_What the task requires_
Return only the lines from the one containing "pub mod protocol;" to the end of the material, with each one exactly as it appears.

_Records to use_

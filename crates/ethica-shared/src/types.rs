use serde::{Deserialize, Deserializer, Serialize};
use uuid::Uuid;

use crate::constants::{DELIVERY_FAILED, DELIVERY_SENDING, DELIVERY_SENT};

// Server-assigned identifier. The backend emits either integers or strings,
// both are normalised to text.
#[derive(Debug, Clone, Default, Serialize, PartialEq, Eq, Hash, PartialOrd, Ord)]
#[serde(transparent)]
pub struct RecordId(pub String);

impl RecordId {
    pub fn new(id: impl Into<String>) -> Self {
        Self(id.into())
    }

    pub fn as_str(&self) -> &str {
        &self.0
    }
}

impl<'de> Deserialize<'de> for RecordId {
    fn deserialize<D: Deserializer<'de>>(deserializer: D) -> Result<Self, D::Error> {
        #[derive(Deserialize)]
        #[serde(untagged)]
        enum Raw {
            Text(String),
            Signed(i64),
            Unsigned(u64),
        }

        Ok(match Raw::deserialize(deserializer)? {
            Raw::Text(s) => Self(s),
            Raw::Signed(n) => Self(n.to_string()),
            Raw::Unsigned(n) => Self(n.to_string()),
        })
    }
}

impl From<&str> for RecordId {
    fn from(s: &str) -> Self {
        Self(s.to_string())
    }
}

impl From<String> for RecordId {
    fn from(s: String) -> Self {
        Self(s)
    }
}

impl From<u64> for RecordId {
    fn from(n: u64) -> Self {
        Self(n.to_string())
    }
}

impl std::fmt::Display for RecordId {
    fn fmt(&self, f: &mut std::fmt::Formatter<'_>) -> std::fmt::Result {
        f.write_str(&self.0)
    }
}

/// Client-side placeholder identity for an item the server has not
/// confirmed yet.
#[derive(Debug, Clone, Copy, Serialize, Deserialize, PartialEq, Eq, Hash)]
#[serde(transparent)]
pub struct LocalId(pub Uuid);

impl LocalId {
    pub fn new() -> Self {
        Self(Uuid::new_v4())
    }
}

impl Default for LocalId {
    fn default() -> Self {
        Self::new()
    }
}

impl std::fmt::Display for LocalId {
    fn fmt(&self, f: &mut std::fmt::Formatter<'_>) -> std::fmt::Result {
        write!(f, "local:{}", self.0)
    }
}

/// Identity of a feedback message.
///
/// A message typed locally lives as `Pending` until the server answers with
/// its real identifier. Server payloads always decode as `Confirmed`.
#[derive(Debug, Clone, Serialize, Deserialize, PartialEq, Eq, Hash)]
#[serde(untagged)]
pub enum MessageId {
    Confirmed(RecordId),
    Pending { local_id: LocalId },
}

impl MessageId {
    pub fn pending(local_id: LocalId) -> Self {
        Self::Pending { local_id }
    }

    pub fn is_pending(&self) -> bool {
        matches!(self, Self::Pending { .. })
    }

    pub fn local_id(&self) -> Option<LocalId> {
        match self {
            Self::Pending { local_id } => Some(*local_id),
            Self::Confirmed(_) => None,
        }
    }

    pub fn record_id(&self) -> Option<&RecordId> {
        match self {
            Self::Confirmed(id) => Some(id),
            Self::Pending { .. } => None,
        }
    }
}

impl From<RecordId> for MessageId {
    fn from(id: RecordId) -> Self {
        Self::Confirmed(id)
    }
}

impl std::fmt::Display for MessageId {
    fn fmt(&self, f: &mut std::fmt::Formatter<'_>) -> std::fmt::Result {
        match self {
            Self::Confirmed(id) => write!(f, "{id}"),
            Self::Pending { local_id } => write!(f, "{local_id}"),
        }
    }
}

#[derive(Debug, Clone, Copy, Serialize, PartialEq, Eq, Hash)]
#[serde(rename_all = "kebab-case")]
pub enum ReviewType {
    Exempted,
    Expedited,
    FullBoard,
}

impl ReviewType {
    const VARIANTS: &'static [&'static str] = &["exempted", "expedited", "full-board"];

    /// Case, spaces and underscores are ignored: `Full Board`, `full_board`
    /// and `full board` all name the same type.
    pub fn parse(raw: &str) -> Option<Self> {
        let key: String = raw
            .trim()
            .chars()
            .map(|c| match c {
                ' ' | '_' => '-',
                c => c.to_ascii_lowercase(),
            })
            .collect();
        match key.as_str() {
            "exempted" | "exempt" => Some(Self::Exempted),
            "expedited" => Some(Self::Expedited),
            "full-board" | "fullboard" => Some(Self::FullBoard),
            _ => None,
        }
    }
}

impl<'de> Deserialize<'de> for ReviewType {
    fn deserialize<D: Deserializer<'de>>(deserializer: D) -> Result<Self, D::Error> {
        let raw = String::deserialize(deserializer)?;
        Self::parse(&raw)
            .ok_or_else(|| <D::Error as serde::de::Error>::unknown_variant(&raw, Self::VARIANTS))
    }
}

#[derive(Debug, Clone, Copy, Serialize, Deserialize, PartialEq, Eq, Hash)]
#[serde(rename_all = "lowercase")]
pub enum Role {
    Researcher,
    Staff,
    Chairperson,
}

impl Role {
    /// Staff and chairpersons see every application.
    pub fn is_reviewer(&self) -> bool {
        matches!(self, Self::Staff | Self::Chairperson)
    }
}

/// Delivery/read marker shown next to a feedback message.
#[derive(Debug, Clone, Default, Serialize, Deserialize, PartialEq, Eq)]
#[serde(from = "String", into = "String")]
pub enum Delivery {
    Sending,
    #[default]
    Sent,
    Failed,
    /// Any other marker the server provides, typically a read timestamp.
    Marker(String),
}

impl From<String> for Delivery {
    fn from(s: String) -> Self {
        match s.as_str() {
            DELIVERY_SENDING => Self::Sending,
            DELIVERY_SENT => Self::Sent,
            DELIVERY_FAILED => Self::Failed,
            _ => Self::Marker(s),
        }
    }
}

impl From<Delivery> for String {
    fn from(d: Delivery) -> Self {
        match d {
            Delivery::Sending => DELIVERY_SENDING.to_string(),
            Delivery::Sent => DELIVERY_SENT.to_string(),
            Delivery::Failed => DELIVERY_FAILED.to_string(),
            Delivery::Marker(s) => s,
        }
    }
}
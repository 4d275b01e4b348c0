//! # ethica-shared
//!
//! Domain types shared by every Ethica crate: the Application aggregate and
//! its nested entities, the sparse partial-update types that travel in HTTP
//! responses and push events, and the push/response protocol envelopes.

pub mod constants;
pub mod error;
pub mod models;
pub mod partial;
pub mod patch;
pub mod protocol;
pub mod types;
pub mod wire;

pub use error::EthicaError;
pub use models::*;
pub use partial::*;
pub use patch::Patch;
pub use types::{Delivery, LocalId, MessageId, RecordId, ReviewType, Role};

_Result of this task_
pub mod protocol;
pub mod types;
pub mod wire;

pub use error::EthicaError;
pub use models::*;
pub use partial::*;
pub use patch::Patch;
pub use types::{Delivery, LocalId, MessageId, RecordId, ReviewType, Role};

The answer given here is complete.